Exploratory Data Analysis

Let’s check the class proportion of the target variable

table(df$went_on_backorder) %>% 
  prop.table()

## 
##         Yes          No 
## 0.007244285 0.992755715

A backorder is actually rarely happened. This pose a challenge since the classes are highly imbalanced. Let’s explore further by applying PCA to see if the backordered observation belongs to an outlier.

df_num <- df %>% 
  select_if(is.numeric) %>% 
  mutate(went_on_backorder = df$went_on_backorder)

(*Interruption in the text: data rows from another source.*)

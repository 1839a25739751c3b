pub use crate::*;
pub use anyhow::{Result as R, anyhow};
pub use byteorder::{LittleEndian, ReadBytesExt, WriteBytesExt};
pub use log::{debug, info, warn};
pub use rayon::prelude::*;
pub use std::io::{Cursor, Read, Seek, SeekFrom, Write};
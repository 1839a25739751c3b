//! IEEE 754 binary16 sample codec used by the AUDI sub-chunk.

use half::f16;

pub const BYTES_PER_SAMPLE: usize = 2;

/// Encode interleaved f32 samples as little-endian binary16.
///
/// Rounds to nearest, ties to even. Values past the binary16 range saturate to
/// infinity and values below half the smallest subnormal flush to signed zero.
pub fn encode_samples(samples: &[f32]) -> Vec<u8> {
    let mut out = Vec::with_capacity(samples.len() * BYTES_PER_SAMPLE);
    for &sample in samples {
        out.extend_from_slice(&f16::from_f32(sample).to_le_bytes());
    }
    out
}

/// Decode a little-endian binary16 payload. Widening to f32 is exact.
///
/// The payload must hold a whole number of frames of `channels` samples.
pub fn decode_samples(input: &[u8], channels: u32) -> Option<Vec<f32>> {
    let frame_bytes = channels as usize * BYTES_PER_SAMPLE;
    if frame_bytes == 0 || input.len() % frame_bytes != 0 {
        return None;
    }

    Some(
        input
            .chunks_exact(BYTES_PER_SAMPLE)
            .map(|b| f16::from_le_bytes([b[0], b[1]]).to_f32())
            .collect(),
    )
}

#[cfg(test)]
mod tests {
    use super::*;

    fn round_trip(value: f32) -> f32 {
        decode_samples(&encode_samples(&[value]), 1).unwrap()[0]
    }

    #[test]
    fn test_exact_values_survive() {
        for value in [0.0, 1.0, -1.0, 0.5, -0.25, 0.0999755859375, 65504.0] {
            assert_eq!(round_trip(value), value);
        }
    }

    #[test]
    fn test_known_bit_patterns() {
        assert_eq!(encode_samples(&[1.0]), vec![0x00, 0x3C]);
        assert_eq!(encode_samples(&[-2.0]), vec![0x00, 0xC0]);
        assert_eq!(encode_samples(&[-0.0]), vec![0x00, 0x80]);
        // smallest subnormal
        assert_eq!(decode_samples(&[0x01, 0x00], 1).unwrap()[0], 2f32.powi(-24));
    }

    #[test]
    fn test_round_to_nearest_even() {
        // 1 + 2^-11 sits exactly between 1.0 and the next half (1 + 2^-10).
        assert_eq!(round_trip(1.0 + 2f32.powi(-11)), 1.0);
        // 1 + 3 * 2^-11 ties upward to the even mantissa 1 + 2^-9.
        assert_eq!(round_trip(1.0 + 3.0 * 2f32.powi(-11)), 1.0 + 2f32.powi(-9));
    }

    #[test]
    fn test_saturation_and_underflow() {
        assert_eq!(round_trip(1.0e6), f32::INFINITY);
        assert_eq!(round_trip(-1.0e6), f32::NEG_INFINITY);
        let tiny = round_trip(1.0e-9);
        assert_eq!(tiny, 0.0);
        assert!(round_trip(-1.0e-9).is_sign_negative());
    }

    #[test]
    fn test_quantization_error_within_half_ulp() {
        for i in 0..2000 {
            let value = (i as f32 / 1000.0) - 1.0 + 0.000123;
            let decoded = round_trip(value);
            // binary16 has 11 significant bits
            let ulp = 2f32.powi(value.abs().log2().floor() as i32 - 10);
            assert!((decoded - value).abs() <= ulp / 2.0, "{value} -> {decoded}");
        }
    }

    #[test]
    fn test_decode_rejects_partial_frames() {
        assert!(decode_samples(&[0u8; 3], 1).is_none());
        assert!(decode_samples(&[0u8; 6], 2).is_none());
        assert!(decode_samples(&[0u8; 4], 0).is_none());
        assert_eq!(decode_samples(&[], 2).unwrap(), Vec::<f32>::new());
    }
}
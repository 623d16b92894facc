//! Voltwatch Monitor
//!
//! Runs the price watchers and the diagnostics HTTP server in one process.
//! On unix, SIGHUP reloads the monitor configuration file.

use dotenvy::dotenv;
use std::sync::Arc;
use tokio::signal;
use tokio::sync::oneshot;
use tracing::{error, info, warn};
use voltwatch::channels::ChannelRouter;
use voltwatch::config::{get_environment, Settings};
use voltwatch::core::http::{start_server, AppState};
use voltwatch::core::runtime::MonitorEngine;
use voltwatch::logging;
use voltwatch::metrics::Metrics;
use voltwatch::models::MonitorConfig;
use voltwatch::services::{
    BinanceRestClient, LogNotifier, NotificationSink, PriceSampler, WebhookNotifier,
};

#[tokio::main]
async fn main() -> Result<(), Box<dyn std::error::Error>> {
    // Load environment variables from .env if present
    dotenv().ok();

    let _log_guard = logging::init_logging()?;

    let settings = Settings::from_env()?;
    info!("Starting Voltwatch monitor");
    info!(environment = %get_environment(), "Environment");

    let config = MonitorConfig::load(&settings.config_path)?;
    config.validate()?;
    info!(
        path = %settings.config_path.display(),
        instruments = config.instruments.len(),
        strategies = config.strategy_count(),
        channels = config.channels.len(),
        "Loaded monitor configuration"
    );

    let metrics = Arc::new(Metrics::new()?);

    let sampler: Arc<dyn PriceSampler> = Arc::new(BinanceRestClient::with_proxy(
        settings.binance_url.clone(),
        settings.proxy_url.as_deref(),
    )?);

    let sink: Arc<dyn NotificationSink> = match settings.webhook_url.clone() {
        Some(url) => {
            let mut notifier = WebhookNotifier::new(url, settings.engine.delivery_timeout)?;
            if let Some(secret) = settings.webhook_secret.clone() {
                notifier = notifier.with_secret(secret);
            }
            Arc::new(notifier)
        }
        None => {
            warn!("NOTIFY_WEBHOOK_URL not set, notifications will only be logged");
            Arc::new(LogNotifier)
        }
    };

    let channels =
        Arc::new(ChannelRouter::new(&config.channels, sink.clone()).with_metrics(metrics.clone()));
    let engine = Arc::new(
        MonitorEngine::new(config, sampler, sink, settings.engine.clone())
            .with_metrics(metrics.clone()),
    );

    let (server_stop_tx, server_stop_rx) = oneshot::channel::<()>();
    let state = AppState::new(metrics, engine.clone(), channels.clone());
    let port = settings.port;
    let server_handle = tokio::spawn(async move {
        let shutdown = async {
            let _ = server_stop_rx.await;
        };
        if let Err(e) = start_server(port, state, shutdown).await {
            error!(error = %e, "HTTP server error");
        }
    });

    #[cfg(unix)]
    spawn_reload_on_hangup(engine.clone(), channels.clone(), settings.config_path.clone());

    let runner = engine.clone();
    let mut engine_handle = tokio::spawn(async move { runner.run().await });

    info!("Monitor started, waiting for shutdown signal...");
    let finished_early = tokio::select! {
        _ = signal::ctrl_c() => None,
        finished = &mut engine_handle => Some(finished),
    };
    let outcome = match finished_early {
        Some(finished) => finished,
        None => {
            info!("Shutting down monitor...");
            engine.shutdown().await;
            engine_handle.await
        }
    };

    let _ = server_stop_tx.send(());
    if let Err(e) = server_handle.await {
        error!(error = %e, "HTTP server task failed");
    }

    outcome??;
    info!("Monitor stopped");
    Ok(())
}

#[cfg(unix)]
fn spawn_reload_on_hangup(
    engine: Arc<MonitorEngine>,
    channels: Arc<ChannelRouter>,
    path: std::path::PathBuf,
) {
    use tokio::signal::unix::{signal, SignalKind};

    tokio::spawn(async move {
        let mut hangup = match signal(SignalKind::hangup()) {
            Ok(stream) => stream,
            Err(e) => {
                warn!(error = %e, "cannot listen for SIGHUP, config reload disabled");
                return;
            }
        };

        while hangup.recv().await.is_some() {
            let config = match MonitorConfig::load(&path) {
                Ok(config) => config,
                Err(e) => {
                    error!(error = %e, "configuration reload rejected, keeping current watchers");
                    continue;
                }
            };
            let routes = config.channels.clone();
            match engine.reload(config) {
                Ok(()) => {
                    channels.reload(&routes).await;
                    info!(path = %path.display(), "configuration reloaded");
                }
                Err(e) => error!(error = %e, "configuration reload rejected, keeping current watchers"),
            }
        }
    });
}
//! Shared data models spanning the engine layers.

pub mod alert;
pub mod channel;
pub mod price;
pub mod strategy;

pub use alert::{Trend, VolatilityEvent};
pub use channel::{ChannelMessage, ChannelRoute, HandlerConfig, MediaAttachment};
pub use price::PricePoint;
pub use strategy::{MonitorConfig, Strategy};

pca_backorder <- PCA(df_num, 
                     scale.unit = T, 
                     ncp = (ncol(df_num)-1),
                     quali.sup =  16,
                     graph = F)

fviz_screeplot(pca_backorder) +
  labs(title = "Variance Explained by Each Dimensions")

Dimension 1 and 2 can explain more than 60% of the total variances from the data. Now we will visualize the individual observations to see if the parts that went backorder is outliers.

fviz_pca_ind(pca_backorder, geom = "point", habillage = 16, addEllipses = T) +
  scale_color_manual(values = c("skyblue", "firebrick"))

Let’s also check the variable plot

fviz_pca_var(pca_backorder, col.var = "contrib")

Based on the result, most of the positive class (backordered items) is positioned on the axis of the first dimensions, indicating that they are most likely have low values on almost everything since most of variables are only contributing toward the first dimension (PC1). The individual plot also suggests that the positive class is not outliers because they are located closely to the negative class. Therefore, anomaly detection may not the best choice for this problem. We will go with generic classification problem and try to use Random Forest.

Cross-Validation

We will split the data into data training and data testing, with 80% of the data will belong to the data training.

set.seed(123)
index <- initial_split(df, prop = 0.8, strata = "went_on_backorder")
index

## <1543949/385986/1929935>

Since the data is highly imbalance, with the positive class only consists of less than 1% of the total data, doing upsampling may be an unwise decision. We must also consider the computation burden. With more than 1 million of observations, cutting down the number of sample with downsampling is more approriate. Another approach to class imbalance is by creating a synthetic data via SMOTE. However, SMOTE only works for data that consists purely of numerical features and cannot handle categorical features.

We will downsample the data train to get a balanced class.

rec <- recipe(training(index)) %>% 
  step_downsample(went_on_backorder, seed = 123) %>% 
  step_scale(all_numeric()) %>% 
  prep()

data_train <- juice(rec)
data_test <- bake(rec, testing(index))

table(data_train$went_on_backorder) %>% prop.table()

## 
## Yes  No 
## 0.5 0.5

Model Fitting

We will create a Random Forest model to predict the probability of an item to be went on backorder.

set.seed(123)
ctrl <- trainControl(method = "repeatedcv", 
                     number = 10, repeats = 3, allowParallel = T)

rf_model <- train(went_on_backorder ~., 
                  data = data_train, 
                  method = "rf", trControl = ctrl)

rf_model <- read_rds("rf_model.Rds")
rf_model

## Random Forest 
## 
## 22372 samples
##    21 predictor
##     2 classes: 'Yes', 'No' 
## 
## No pre-processing
## Resampling: Cross-Validated (10 fold, repeated 3 times) 
## Summary of sample sizes: 20135, 20134, 20135, 20135, 20134, 20135, ... 
## Resampling results across tuning parameters:
## 
##   mtry  Accuracy   Kappa    
##    2    0.8725033  0.7450064
##   11    0.9018406  0.8036814
##   21    0.8987863  0.7975728
## 
## Accuracy was used to select the optimal model using the largest value.
## The final value used for the model was mtry = 11.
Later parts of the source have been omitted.